Jorge Fernandes

Personal information
- Full name: Jorge Luiz Fernandes Leite
- Born: 3 April 1962 (age 64) Rio de Janeiro, Rio de Janeiro, Brazil
- Height: 1.88 m (6 ft 2 in)
- Weight: 87 kg (192 lb)

Sport
- Sport: Swimming
- Strokes: Freestyle

Medal record
Olympic Games
| Bronze medal – third place | 1980 Moscow | 4x200m Freestyle |
Pan American Games
| Silver medal – second place | 1979 San Juan | 4x200m Freestyle |
| Silver medal – second place | 1983 Caracas | 4x100m Freestyle |
| Silver medal – second place | 1983 Caracas | 4x200m Freestyle |
| Bronze medal – third place | 1987 Indianapolis | 4x100m Freestyle |
| Bronze medal – third place | 1987 Indianapolis | 4x200m Freestyle |
| Bronze medal – third place | 1987 Indianapolis | 4x100m Medley |
Universiade
| Silver medal – second place | 1981 Bucharest | 200m freestyle |
| Bronze medal – third place | 1981 Bucharest | 100m freestyle |
| Bronze medal – third place | 1981 Bucharest | 4x100m freestyle |
| Bronze medal – third place | 1981 Bucharest | 4x200m freestyle |
| Bronze medal – third place | 1981 Bucharest | 4x100m medley |

= Jorge Fernandes (swimmer) =

Brazilian swimmer (born 1962)

Jorge Luiz Fernandes Leite (born 3 April 1962 in Rio de Janeiro) is a former international freestyle swimmer from Brazil, who participated in three consecutive Summer Olympics for his native country, starting in 1980.

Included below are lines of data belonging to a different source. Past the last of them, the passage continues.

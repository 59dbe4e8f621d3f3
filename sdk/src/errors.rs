//! Error types and handling
//!
//! This module provides the error types used throughout the Lexis engine.
//! All errors implement the `LexisErrorExt` trait which provides user-friendly
//! hints, a stable machine code, an HTTP-equivalent status and whether the
//! error is recoverable.
//!
//! Only a small part of this taxonomy ever reaches a caller. Search failures,
//! empty results and memory failures are recovered inside the engine and
//! recorded in research metadata; the downstream model failure is the one
//! class allowed to abort a turn.

use thiserror::Error;

/// Trait for Lexis error extensions
///
/// All engine errors implement this trait. Hints are safe to show to end
/// users: no API keys, no file system paths, no provider payloads.
pub trait LexisErrorExt {
    /// Returns a user-friendly hint for the error
    fn user_hint(&self) -> &str;

    /// Returns whether the error is recoverable
    ///
    /// Recoverable errors can be retried or worked around. Non-recoverable
    /// errors typically require a configuration change.
    fn is_recoverable(&self) -> bool;

    /// Stable, machine readable error code
    fn code(&self) -> &str;

    /// HTTP-equivalent status for transports that need one
    fn status_code(&self) -> u16;
}

/// Main engine error type
///
/// # Examples
///
/// ```
/// use sdk::errors::{EngineError, LexisErrorExt};
///
/// let error = EngineError::ModelUnavailable {
///     message: "connection refused".to_string(),
///     code: "model_unreachable".to_string(),
/// };
/// assert_eq!(error.status_code(), 503);
/// assert!(error.is_recoverable());
///
/// let config_error = EngineError::Config("max_rounds must be >= 1".to_string());
/// assert!(!config_error.is_recoverable());
/// ```
#[derive(Debug, Error)]
pub enum EngineError {
    // Configuration errors
    #[error("Configuration error: {0}")]
    Config(String),

    // Database errors
    #[error("Database error: {0}")]
    Database(String),

    // Classifier rule set errors
    #[error("Rule set error: {0}")]
    RuleSet(String),

    // Requirement template errors
    #[error("Template error: {0}")]
    Template(String),

    // Search errors
    #[error("Search timed out after {0}ms")]
    SearchTimeout(u64),

    #[error("Search provider error: {0}")]
    SearchProvider(String),

    // Downstream model errors
    #[error("Model unavailable ({code}): {message}")]
    ModelUnavailable { message: String, code: String },

    #[error("Model stream interrupted: {0}")]
    ModelStream(String),

    // Turn lifecycle
    #[error("Turn cancelled")]
    Cancelled,

    // Generic IO error
    #[error("IO error: {0}")]
    Io(#[from] std::io::Error),
}

impl LexisErrorExt for EngineError {
    fn user_hint(&self) -> &str {
        match self {
            Self::Config(_) => "Check your config.toml file for errors",
            Self::Database(_) => "Conversation storage failed. Try again",
            Self::RuleSet(_) => "Classifier rules could not be loaded. Check the rules file",
            Self::Template(_) => "Document templates could not be loaded. Check the templates file",
            Self::SearchTimeout(_) => "Legal search took too long. Try a more specific question",
            Self::SearchProvider(_) => "Legal search is unavailable right now",
            Self::ModelUnavailable { .. } => {
                "The answer service is unavailable. Check the model provider and try again"
            }
            Self::ModelStream(_) => "The answer was interrupted. Try again",
            Self::Cancelled => "The request was cancelled",
            Self::Io(_) => "File system operation failed",
        }
    }

    fn is_recoverable(&self) -> bool {
        !matches!(self, Self::Config(_) | Self::RuleSet(_) | Self::Template(_))
    }

    fn code(&self) -> &str {
        match self {
            Self::Config(_) => "config_invalid",
            Self::Database(_) => "storage_failure",
            Self::RuleSet(_) => "rules_invalid",
            Self::Template(_) => "templates_invalid",
            Self::SearchTimeout(_) => "search_timeout",
            Self::SearchProvider(_) => "search_provider_error",
            Self::ModelUnavailable { code, .. } => code,
            Self::ModelStream(_) => "model_stream_interrupted",
            Self::Cancelled => "cancelled",
            Self::Io(_) => "io_failure",
        }
    }

    fn status_code(&self) -> u16 {
        match self {
            Self::Config(_) | Self::RuleSet(_) | Self::Template(_) | Self::Io(_) => 500,
            Self::Database(_) => 500,
            Self::SearchTimeout(_) => 504,
            Self::SearchProvider(_) => 502,
            Self::ModelUnavailable { code, .. } if code == "model_unreachable" => 503,
            Self::ModelUnavailable { code, .. } if code == "model_timeout" => 504,
            Self::ModelUnavailable { .. } => 502,
            Self::ModelStream(_) => 502,
            // Client closed request
            Self::Cancelled => 499,
        }
    }
}

/// Structured error body handed to transports when a turn aborts
#[derive(Debug, Clone, PartialEq, Eq, serde::Serialize, serde::Deserialize)]
pub struct ErrorBody {
    pub message: String,
    pub code: String,
    pub status: u16,
}

impl From<&EngineError> for ErrorBody {
    fn from(err: &EngineError) -> Self {
        Self {
            message: err.user_hint().to_string(),
            code: err.code().to_string(),
            status: err.status_code(),
        }
    }
}
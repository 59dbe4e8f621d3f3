//! Context Assembler
//!
//! Packs research evidence and conversation memory into one bounded block
//! of text for the downstream model's system instruction. Sources come
//! first so that the hard length cap trims history before evidence.

use sdk::types::{Role, SearchResult};
use std::fmt::Write;

use super::verifier::domain_of;
use crate::config::ContextConfig;
use crate::memory::StoredMessage;
use crate::retrieval::Passage;
use crate::search::truncate_chars;

const NO_SOURCES_NOTE: &str = "No specific sources were found for this question. \
Say so plainly and do not invent citations.";

const SEARCH_UNAVAILABLE_NOTE: &str = "Legal search was unavailable for this question. \
Answer from the conversation only, state that no sources could be consulted, and do not invent citations.";

/// Everything that can go into an assembled context
#[derive(Debug, Clone, Copy, Default)]
pub struct ContextInput<'a> {
    pub query: &'a str,
    pub results: &'a [SearchResult],
    pub history: &'a [StoredMessage],
    pub passages: &'a [Passage],
    /// A search ran for this query
    pub search_performed: bool,
    /// Every search call of the run failed
    pub search_failed: bool,
}

pub struct ContextAssembler {
    config: ContextConfig,
}

impl ContextAssembler {
    pub fn new(config: ContextConfig) -> Self {
        Self { config }
    }

    /// Assemble the context block; empty when there is nothing to ground on
    pub fn assemble(&self, input: ContextInput<'_>) -> String {
        let mut out = String::new();

        if input.search_performed {
            let _ = writeln!(out, "QUESTION: {}", input.query.trim());
            out.push('\n');

            if input.results.is_empty() {
                let note = if input.search_failed {
                    SEARCH_UNAVAILABLE_NOTE
                } else {
                    NO_SOURCES_NOTE
                };
                let _ = writeln!(out, "{}", note);
            } else {
                self.push_sources(&mut out, input.results);
            }
        }

        if !input.passages.is_empty() {
            self.push_passages(&mut out, input.passages);
        }

        if !input.history.is_empty() {
            self.push_history(&mut out, input.history);
        }

        truncate_chars(out.trim_end(), self.config.max_chars)
    }

    fn push_sources(&self, out: &mut String, results: &[SearchResult]) {
        out.push_str("LEGAL SOURCES:\n");
        for (i, result) in results.iter().enumerate() {
            let _ = writeln!(out, "[{}] {}", i + 1, result.title);
            let _ = writeln!(out, "URL: {}", result.url);
            if !result.snippet.is_empty() {
                let _ = writeln!(
                    out,
                    "{}",
                    truncate_chars(&result.snippet, self.config.max_snippet_chars)
                );
            }
            out.push('\n');
        }

        // Domains only; each URL appears once in the whole context
        out.push_str("SOURCES CONSULTED:\n");
        for (i, result) in results.iter().enumerate() {
            let domain = domain_of(&result.url).unwrap_or_else(|| result.title.clone());
            let _ = writeln!(out, "[{}] {}", i + 1, domain);
        }
        out.push('\n');
    }

    fn push_passages(&self, out: &mut String, passages: &[Passage]) {
        out.push_str("CASE DOCUMENTS:\n");
        for (i, passage) in passages.iter().enumerate() {
            let _ = writeln!(
                out,
                "[D{}] {}: {}",
                i + 1,
                passage.source,
                truncate_chars(passage.content.trim(), self.config.max_snippet_chars)
            );
        }
        out.push('\n');
    }

    fn push_history(&self, out: &mut String, history: &[StoredMessage]) {
        out.push_str("CONVERSATION HISTORY:\n");
        let start = history.len().saturating_sub(self.config.history_turns);
        for message in &history[start..] {
            let role = match message.role {
                Role::User => "user",
                Role::Assistant => "assistant",
            };
            let content = message.content.split_whitespace().collect::<Vec<_>>().join(" ");
            let _ = writeln!(
                out,
                "{}: {}",
                role,
                truncate_chars(&content, self.config.max_turn_chars)
            );
        }
    }
}

#[cfg(test)]
mod tests {
    use super::*;

    fn config() -> ContextConfig {
        ContextConfig {
            history_turns: 2,
            max_turn_chars: 20,
            max_snippet_chars: 30,
            max_chars: 10_000,
        }
    }

    fn message(i: i64, role: Role, content: &str) -> StoredMessage {
        StoredMessage {
            id: format!("m{}", i),
            conversation_id: "c".into(),
            user_id: "u".into(),
            role,
            content: content.into(),
            metadata: None,
            created_at: i,
        }
    }

    #[test]
    fn test_numbered_blocks_and_sources_list() {
        let results = vec![
            SearchResult::new("Código Civil", "https://boe.es/cc", "Artículo 15 ..."),
            SearchResult::new("Tesis", "https://scjn.gob.mx/t", "x".repeat(80)),
        ];
        let context = ContextAssembler::new(config()).assemble(ContextInput {
            query: "artículo 15",
            results: &results,
            search_performed: true,
            ..Default::default()
        });

        assert!(context.contains("[1] Código Civil\nURL: https://boe.es/cc"));
        assert!(context.contains("[2] Tesis"));
        assert!(context.contains("SOURCES CONSULTED:\n[1] boe.es\n[2] scjn.gob.mx"));
        assert_eq!(context.matches("https://boe.es/cc").count(), 1);
        assert!(context.contains(&format!("{}...", "x".repeat(27))));
    }

    #[test]
    fn test_empty_results_note() {
        let context = ContextAssembler::new(config()).assemble(ContextInput {
            query: "q",
            search_performed: true,
            ..Default::default()
        });
        assert!(context.contains("No specific sources were found"));
        assert!(!context.contains("[1]"));
    }

    #[test]
    fn test_history_truncated_to_last_turns() {
        let history = vec![
            message(1, Role::User, "primera pregunta"),
            message(2, Role::Assistant, "una respuesta muy larga que debe cortarse"),
            message(3, Role::User, "segunda"),
        ];
        let context = ContextAssembler::new(config()).assemble(ContextInput {
            query: "q",
            history: &history,
            ..Default::default()
        });

        assert!(!context.contains("primera pregunta"));
        assert!(context.contains("assistant: una respuesta muy..."));
        assert!(context.contains("user: segunda"));
    }

    #[test]
    fn test_nothing_to_ground_on_is_empty() {
        let context = ContextAssembler::new(config()).assemble(ContextInput {
            query: "hola",
            ..Default::default()
        });
        assert!(context.is_empty());
    }

    #[test]
    fn test_hard_cap() {
        let results: Vec<SearchResult> = (0..50)
            .map(|i| SearchResult::new("t", format!("https://e.com/{}", i), "snippet"))
            .collect();
        let mut cfg = config();
        cfg.max_chars = 200;
        let context = ContextAssembler::new(cfg).assemble(ContextInput {
            query: "q",
            results: &results,
            search_performed: true,
            ..Default::default()
        });
        assert!(context.chars().count() <= 200);
        assert!(context.ends_with("..."));
    }
}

Participated at the 1978 World Aquatics Championships in West Berlin, where he finished 24th in the 100-metre freestyle, and 31st in the 200-metre freestyle.

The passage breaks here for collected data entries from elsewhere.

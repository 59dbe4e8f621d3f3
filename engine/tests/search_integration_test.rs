//! Integration tests for the search executor against a mock search API
//!
//! Every failure mode must come back as a status on the outcome, never as
//! an error or a panic.

use serde_json::json;
use std::sync::Arc;
use std::time::Duration;
use tokio_util::sync::CancellationToken;
use wiremock::{
    matchers::{body_json, header, method, path},
    Mock, MockServer, ResponseTemplate,
};

use lexis_engine::search::{HttpSearchProvider, SearchExecutor, SearchStatus};

fn executor(uri: &str, api_key: Option<&str>) -> SearchExecutor {
    let provider =
        HttpSearchProvider::with_api_key(uri, api_key.map(str::to_string)).unwrap();
    SearchExecutor::new(Arc::new(provider), 500)
}

#[tokio::test]
async fn test_request_shape_and_normalization() {
    let server = MockServer::start().await;

    Mock::given(method("POST"))
        .and(path("/search"))
        .and(header("authorization", "Bearer test-key"))
        .and(body_json(json!({ "query": "articulo 15 codigo civil", "numResults": 3 })))
        .respond_with(ResponseTemplate::new(200).set_body_json(json!({
            "engine": "mock",
            "results": [
                { "title": "Código Civil, art. 15", "url": "https://www.boe.es/cc#a15", "snippet": "Los  extranjeros\n gozan..." },
                { "name": "Sin URL", "snippet": "descartado" },
                { "title": "Comentario", "link": "https://blog.example/cc-15", "description": "Análisis" }
            ]
        })))
        .expect(1)
        .mount(&server)
        .await;

    let outcome = executor(&server.uri(), Some("test-key"))
        .search(
            "articulo 15 codigo civil",
            3,
            Duration::from_secs(2),
            &CancellationToken::new(),
        )
        .await;

    assert!(outcome.success);
    assert_eq!(outcome.status, SearchStatus::Ok);
    assert_eq!(outcome.engine, "mock");
    assert_eq!(outcome.results.len(), 2);
    assert_eq!(outcome.results[0].snippet, "Los extranjeros gozan...");
    assert_eq!(outcome.results[1].url, "https://blog.example/cc-15");
    assert_eq!(outcome.results[1].snippet, "Análisis");
}

#[tokio::test]
async fn test_timeout_is_a_failed_outcome() {
    let server = MockServer::start().await;

    Mock::given(method("POST"))
        .and(path("/search"))
        .respond_with(
            ResponseTemplate::new(200)
                .set_body_json(json!({ "results": [] }))
                .set_delay(Duration::from_millis(500)),
        )
        .mount(&server)
        .await;

    let outcome = executor(&server.uri(), None)
        .search("ley 1", 2, Duration::from_millis(50), &CancellationToken::new())
        .await;

    assert!(!outcome.success);
    assert_eq!(outcome.status, SearchStatus::Timeout);
    assert!(outcome.results.is_empty());
    assert!(outcome.error_reason.unwrap().contains("50ms"));
}

#[tokio::test]
async fn test_provider_error_status() {
    let server = MockServer::start().await;

    Mock::given(method("POST"))
        .and(path("/search"))
        .respond_with(ResponseTemplate::new(500).set_body_string("internal error"))
        .mount(&server)
        .await;

    let outcome = executor(&server.uri(), None)
        .search("ley 1", 2, Duration::from_secs(2), &CancellationToken::new())
        .await;

    assert!(!outcome.success);
    assert_eq!(
        outcome.status,
        SearchStatus::ProviderError { status: Some(500) }
    );
    assert!(outcome.error_reason.is_some());
}

#[tokio::test]
async fn test_empty_result_is_success() {
    let server = MockServer::start().await;

    Mock::given(method("POST"))
        .and(path("/search"))
        .respond_with(ResponseTemplate::new(200).set_body_json(json!({ "results": [] })))
        .mount(&server)
        .await;

    let outcome = executor(&server.uri(), None)
        .search("ley 99999", 2, Duration::from_secs(2), &CancellationToken::new())
        .await;

    assert!(outcome.success);
    assert_eq!(outcome.status, SearchStatus::Empty);
    assert!(outcome.error_reason.is_none());
}

#[tokio::test]
async fn test_malformed_body_is_parse_failure() {
    let server = MockServer::start().await;

    Mock::given(method("POST"))
        .and(path("/search"))
        .respond_with(ResponseTemplate::new(200).set_body_json(json!({ "message": "ok" })))
        .mount(&server)
        .await;

    let outcome = executor(&server.uri(), None)
        .search("ley 1", 2, Duration::from_secs(2), &CancellationToken::new())
        .await;

    assert!(!outcome.success);
    assert_eq!(outcome.status, SearchStatus::Parse);
}

#[tokio::test]
async fn test_unreachable_provider() {
    // Nothing listens on the discard port
    let outcome = executor("http://127.0.0.1:9", None)
        .search("ley 1", 2, Duration::from_secs(2), &CancellationToken::new())
        .await;

    assert!(!outcome.success);
    assert!(matches!(
        outcome.status,
        SearchStatus::Network | SearchStatus::Timeout
    ));
}

#[tokio::test]
async fn test_cancellation_aborts_in_flight_call() {
    let server = MockServer::start().await;

    Mock::given(method("POST"))
        .and(path("/search"))
        .respond_with(
            ResponseTemplate::new(200)
                .set_body_json(json!({ "results": [] }))
                .set_delay(Duration::from_secs(5)),
        )
        .mount(&server)
        .await;

    let cancel = CancellationToken::new();
    let trigger = cancel.clone();
    tokio::spawn(async move {
        tokio::time::sleep(Duration::from_millis(50)).await;
        trigger.cancel();
    });

    let started = std::time::Instant::now();
    let outcome = executor(&server.uri(), None)
        .search("ley 1", 2, Duration::from_secs(10), &cancel)
        .await;

    assert_eq!(outcome.status, SearchStatus::Cancelled);
    assert!(started.elapsed() < Duration::from_secs(2));
}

He was at the 1979 Pan American Games, in San Juan. He won a silver medal in the 4×200-metre freestyle. He also finished 6th in the 100-metre freestyle. He broke the South American record of the 4×200-metre freestyle.

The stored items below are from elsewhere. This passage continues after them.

//! Conversation memory
//!
//! `MemoryStore` is the service the research pipeline talks to. It is built
//! over any `MemoryBackend` and never lets a storage failure escape. Reads
//! and writes are both bounded by a timeout; a failed read degrades to
//! "no memory" and a failed write is logged and dropped.
//!
//! Two backends ship with the engine: `SqliteMemoryBackend` over the
//! `conversations` repository, and `InMemoryBackend` for tests and
//! ephemeral sessions.

use anyhow::Result;
use async_trait::async_trait;
use sdk::errors::EngineError;
use sdk::types::{MessageMetadata, Role};
use std::collections::{HashMap, HashSet};
use std::future::Future;
use std::path::Path;
use std::sync::Arc;
use std::time::Duration;
use tokio::sync::RwLock;
use tracing::{debug, warn};

use crate::classifier::normalize;
use crate::config::MemoryConfig;
use crate::db::{now_millis, ConversationRepository, Database};

pub use crate::db::{ConversationContext, SearchRecord, StoredMessage};

const MIN_TOKEN_CHARS: usize = 3;

/// Storage operations behind the memory service
///
/// Implementations partition all state by (conversation_id, user_id).
#[async_trait]
pub trait MemoryBackend: Send + Sync {
    /// Get the conversation, creating it when it does not exist
    async fn load_or_create_context(
        &self,
        conversation_id: &str,
        user_id: &str,
    ) -> Result<ConversationContext>;

    /// The most recent `window` messages, oldest first
    async fn recent_messages(
        &self,
        conversation_id: &str,
        user_id: &str,
        window: usize,
    ) -> Result<Vec<StoredMessage>>;

    async fn append_message(&self, message: StoredMessage) -> Result<()>;

    async fn append_search(&self, record: SearchRecord) -> Result<()>;

    /// Search records, newest first
    async fn recent_searches(
        &self,
        conversation_id: &str,
        user_id: &str,
        limit: usize,
    ) -> Result<Vec<SearchRecord>>;

    async fn update_summary(&self, conversation_id: &str, user_id: &str, summary: &str)
        -> Result<()>;
}

/// SQLite-backed memory
pub struct SqliteMemoryBackend {
    repo: ConversationRepository,
}

impl SqliteMemoryBackend {
    pub fn new(db: &Database) -> Self {
        Self {
            repo: db.conversations(),
        }
    }
}

#[async_trait]
impl MemoryBackend for SqliteMemoryBackend {
    async fn load_or_create_context(
        &self,
        conversation_id: &str,
        user_id: &str,
    ) -> Result<ConversationContext> {
        self.repo.get_or_create(conversation_id, user_id).await
    }

    async fn recent_messages(
        &self,
        conversation_id: &str,
        user_id: &str,
        window: usize,
    ) -> Result<Vec<StoredMessage>> {
        self.repo
            .recent_messages(conversation_id, user_id, window as i64)
            .await
    }

    async fn append_message(&self, message: StoredMessage) -> Result<()> {
        self.repo
            .get_or_create(&message.conversation_id, &message.user_id)
            .await?;
        self.repo.insert_message(&message).await
    }

    async fn append_search(&self, record: SearchRecord) -> Result<()> {
        self.repo
            .get_or_create(&record.conversation_id, &record.user_id)
            .await?;
        self.repo.insert_search(&record).await
    }

    async fn recent_searches(
        &self,
        conversation_id: &str,
        user_id: &str,
        limit: usize,
    ) -> Result<Vec<SearchRecord>> {
        self.repo
            .recent_searches(conversation_id, user_id, limit as i64)
            .await
    }

    async fn update_summary(
        &self,
        conversation_id: &str,
        user_id: &str,
        summary: &str,
    ) -> Result<()> {
        self.repo
            .update_summary(conversation_id, user_id, summary)
            .await
    }
}

#[derive(Debug)]
struct ConversationState {
    context: ConversationContext,
    messages: Vec<StoredMessage>,
    searches: Vec<SearchRecord>,
}

type ConversationKey = (String, String);

/// Process-local memory, lost on exit
#[derive(Debug, Default)]
pub struct InMemoryBackend {
    conversations: RwLock<HashMap<ConversationKey, ConversationState>>,
}

impl InMemoryBackend {
    pub fn new() -> Self {
        Self::default()
    }
}

fn key(conversation_id: &str, user_id: &str) -> ConversationKey {
    (conversation_id.to_string(), user_id.to_string())
}

fn new_state(conversation_id: &str, user_id: &str) -> ConversationState {
    ConversationState {
        context: ConversationContext::ephemeral(conversation_id, user_id),
        messages: Vec::new(),
        searches: Vec::new(),
    }
}

#[async_trait]
impl MemoryBackend for InMemoryBackend {
    async fn load_or_create_context(
        &self,
        conversation_id: &str,
        user_id: &str,
    ) -> Result<ConversationContext> {
        let mut conversations = self.conversations.write().await;
        let state = conversations
            .entry(key(conversation_id, user_id))
            .or_insert_with(|| new_state(conversation_id, user_id));
        Ok(state.context.clone())
    }

    async fn recent_messages(
        &self,
        conversation_id: &str,
        user_id: &str,
        window: usize,
    ) -> Result<Vec<StoredMessage>> {
        let conversations = self.conversations.read().await;
        Ok(conversations
            .get(&key(conversation_id, user_id))
            .map(|state| {
                let start = state.messages.len().saturating_sub(window);
                state.messages[start..].to_vec()
            })
            .unwrap_or_default())
    }

    async fn append_message(&self, message: StoredMessage) -> Result<()> {
        let mut conversations = self.conversations.write().await;
        let state = conversations
            .entry(key(&message.conversation_id, &message.user_id))
            .or_insert_with(|| new_state(&message.conversation_id, &message.user_id));
        state.context.updated_at = message.created_at;
        state.messages.push(message);
        Ok(())
    }

    async fn append_search(&self, record: SearchRecord) -> Result<()> {
        let mut conversations = self.conversations.write().await;
        let state = conversations
            .entry(key(&record.conversation_id, &record.user_id))
            .or_insert_with(|| new_state(&record.conversation_id, &record.user_id));
        state.searches.push(record);
        Ok(())
    }

    async fn recent_searches(
        &self,
        conversation_id: &str,
        user_id: &str,
        limit: usize,
    ) -> Result<Vec<SearchRecord>> {
        let conversations = self.conversations.read().await;
        Ok(conversations
            .get(&key(conversation_id, user_id))
            .map(|state| state.searches.iter().rev().take(limit).cloned().collect())
            .unwrap_or_default())
    }

    async fn update_summary(
        &self,
        conversation_id: &str,
        user_id: &str,
        summary: &str,
    ) -> Result<()> {
        let mut conversations = self.conversations.write().await;
        let state = conversations
            .entry(key(conversation_id, user_id))
            .or_insert_with(|| new_state(conversation_id, user_id));
        state.context.summary = summary.to_string();
        state.context.updated_at = now_millis();
        Ok(())
    }
}

/// Conversation memory service
#[derive(Clone)]
pub struct MemoryStore {
    backend: Arc<dyn MemoryBackend>,
    config: MemoryConfig,
}

impl MemoryStore {
    pub fn new(backend: Arc<dyn MemoryBackend>, config: MemoryConfig) -> Self {
        Self { backend, config }
    }

    /// Memory store over the SQLite database at `path`
    ///
    /// The returned `Database` should be closed once the store is no longer
    /// used so the WAL is flushed.
    pub async fn open_sqlite(
        path: &Path,
        config: MemoryConfig,
    ) -> Result<(Self, Database), EngineError> {
        let database = Database::new(path)
            .await
            .map_err(|e| EngineError::Database(format!("{:#}", e)))?;
        let backend = Arc::new(SqliteMemoryBackend::new(&database));
        Ok((Self::new(backend, config), database))
    }

    /// Memory store over a fresh in-memory backend
    pub fn in_memory(config: MemoryConfig) -> Self {
        Self::new(Arc::new(InMemoryBackend::new()), config)
    }

    fn read_timeout(&self) -> Duration {
        Duration::from_millis(self.config.read_timeout_ms)
    }

    fn write_timeout(&self) -> Duration {
        Duration::from_millis(self.config.write_timeout_ms)
    }

    pub fn history_limit(&self) -> usize {
        self.config.history_limit
    }

    /// Get or create the conversation context
    ///
    /// When storage is unavailable an unsaved context is returned so the
    /// turn can continue.
    pub async fn get_context(&self, conversation_id: &str, user_id: &str) -> ConversationContext {
        let read = self.backend.load_or_create_context(conversation_id, user_id);
        match tokio::time::timeout(self.read_timeout(), read).await {
            Ok(Ok(context)) => context,
            Ok(Err(e)) => {
                warn!(conversation_id, error = %e, "Memory read failed, using unsaved context");
                ConversationContext::ephemeral(conversation_id, user_id)
            }
            Err(_) => {
                warn!(conversation_id, "Memory read timed out, using unsaved context");
                ConversationContext::ephemeral(conversation_id, user_id)
            }
        }
    }

    /// At most `limit` messages relevant to `query`, in chronological order
    ///
    /// Candidates are the most recent messages of the conversation. They are
    /// ranked by word overlap with the query, ties going to the newer
    /// message. Returns an empty history on any storage failure.
    pub async fn get_relevant_history(
        &self,
        conversation_id: &str,
        user_id: &str,
        query: &str,
        limit: usize,
    ) -> Vec<StoredMessage> {
        if limit == 0 {
            return Vec::new();
        }

        let window = self.config.candidate_window.max(limit);
        let read = self.backend.recent_messages(conversation_id, user_id, window);
        let candidates = match tokio::time::timeout(self.read_timeout(), read).await {
            Ok(Ok(messages)) => messages,
            Ok(Err(e)) => {
                warn!(conversation_id, error = %e, "Memory read failed, continuing without history");
                return Vec::new();
            }
            Err(_) => {
                warn!(conversation_id, "Memory read timed out, continuing without history");
                return Vec::new();
            }
        };

        let selected = rank_by_overlap(&candidates, query, limit);
        debug!(
            conversation_id,
            candidates = candidates.len(),
            selected = selected.len(),
            "Relevant history selected"
        );

        selected.into_iter().map(|i| candidates[i].clone()).collect()
    }

    /// Append a message; failures are logged, never returned
    pub async fn save_message(
        &self,
        conversation_id: &str,
        user_id: &str,
        message_id: &str,
        content: &str,
        role: Role,
        metadata: Option<MessageMetadata>,
    ) {
        let message = StoredMessage {
            id: message_id.to_string(),
            conversation_id: conversation_id.to_string(),
            user_id: user_id.to_string(),
            role,
            content: content.to_string(),
            metadata,
            created_at: now_millis(),
        };

        self.bounded_write(conversation_id, "save message", self.backend.append_message(message))
            .await;
    }

    /// Append the audit record of a finished research run
    ///
    /// Failures are logged, never returned.
    pub async fn record_search(&self, record: SearchRecord) {
        let conversation_id = record.conversation_id.clone();
        self.bounded_write(&conversation_id, "record search", self.backend.append_search(record))
            .await;
    }

    /// Recent search records, newest first; empty on failure
    pub async fn recent_searches(
        &self,
        conversation_id: &str,
        user_id: &str,
        limit: usize,
    ) -> Vec<SearchRecord> {
        let read = self.backend.recent_searches(conversation_id, user_id, limit);
        match tokio::time::timeout(self.read_timeout(), read).await {
            Ok(Ok(records)) => records,
            Ok(Err(e)) => {
                warn!(conversation_id, error = %e, "Failed to read search records");
                Vec::new()
            }
            Err(_) => {
                warn!(conversation_id, "Search record read timed out");
                Vec::new()
            }
        }
    }

    /// Replace the conversation summary; failures are logged, never returned
    pub async fn update_summary(&self, conversation_id: &str, user_id: &str, summary: &str) {
        self.bounded_write(
            conversation_id,
            "update summary",
            self.backend.update_summary(conversation_id, user_id, summary),
        )
        .await;
    }

    async fn bounded_write<F>(&self, conversation_id: &str, operation: &'static str, write: F)
    where
        F: Future<Output = Result<()>>,
    {
        match tokio::time::timeout(self.write_timeout(), write).await {
            Ok(Ok(())) => {}
            Ok(Err(e)) => {
                warn!(conversation_id, operation, error = %e, "Memory write failed");
            }
            Err(_) => {
                warn!(
                    conversation_id,
                    operation,
                    timeout_ms = self.config.write_timeout_ms,
                    "Memory write timed out, dropping it"
                );
            }
        }
    }
}

fn tokens(text: &str) -> HashSet<String> {
    normalize(text)
        .split(|c: char| !c.is_alphanumeric())
        .filter(|t| t.chars().count() >= MIN_TOKEN_CHARS)
        .map(str::to_string)
        .collect()
}

/// Indices of the selected candidates, in chronological order
fn rank_by_overlap(candidates: &[StoredMessage], query: &str, limit: usize) -> Vec<usize> {
    let query_tokens = tokens(query);

    let mut scored: Vec<(usize, usize)> = candidates
        .iter()
        .enumerate()
        .map(|(i, message)| {
            let overlap = tokens(&message.content)
                .intersection(&query_tokens)
                .count();
            (i, overlap)
        })
        .collect();

    // Highest overlap first, newest first among equals
    scored.sort_by(|a, b| b.1.cmp(&a.1).then(b.0.cmp(&a.0)));

    let mut selected: Vec<usize> = scored.into_iter().take(limit).map(|(i, _)| i).collect();
    selected.sort_unstable();
    selected
}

Fernandes won the bronze medal in the men's 4×200-metre freestyle relay event at the 1980 Summer Olympics, alongside Marcus Mattioli, Cyro Delgado, and Djan Madruga, with a time of 7:29.30. He also went to the 4×100-metre medley final, finishing 8th, and swam the 100-metre and 200-metre freestyle, not going to the final.

At the 1981 Summer Universiade, held in Bucharest, Fernandes won the silver medal in the 200-metre freestyle and bronze medal in the 100-metre freestyle. The 3 Brazilians relays (4×100-metre freestyle, 4×200-metre freestyle, 4×100-metre medley) won bronze too; Fernandes participated in all.

Participated at the 1982 World Aquatics Championships in Guayaquil, where he finished 7th in the 4×200-metre freestyle final, 8th in the 4×100-metre medley final, 19th in the 200-metre freestyle, and 26th in the 100-metre freestyle.

At the 1983 Summer Universiade, in Edmonton, he finished 7th in the 200-metre freestyle.

He was at the 1983 Pan American Games, in Caracas. He won silver in the 4×100-metre freestyle and in the 4×200-metre freestyle. He also finished 5th in the 200-metre freestyle, and 6th in the 100-metre freestyle. He broke the South American record in the 4×100-metre freestyle.

At the 1984 Summer Olympics, in Los Angeles, he finished 9th in the 4×200-metre freestyle, 10th in the 4×100-metre freestyle, and 20th in the 200-metre freestyle.

Participated at the 1986 World Aquatics Championships in Madrid, where he finished 33rd in the 200-metre freestyle, and 40th in the 100-metre freestyle.

He was at the 1987 Pan American Games, in Indianapolis. He won three bronze medals at the three Brazilian relays. He also finished 5th in the 100-metre freestyle, and 8th in the 50-metre freestyle.

At the 1988 Summer Olympics, in Seoul, he finished 10th in the 4×200-metre freestyle, 12th in the 4×100-metre freestyle, 33rd in the 100-metre freestyle, and 37th in the 50-metre freestyle.

He was the South American record holder of the 100-metre freestyle, between 1980 and 1990.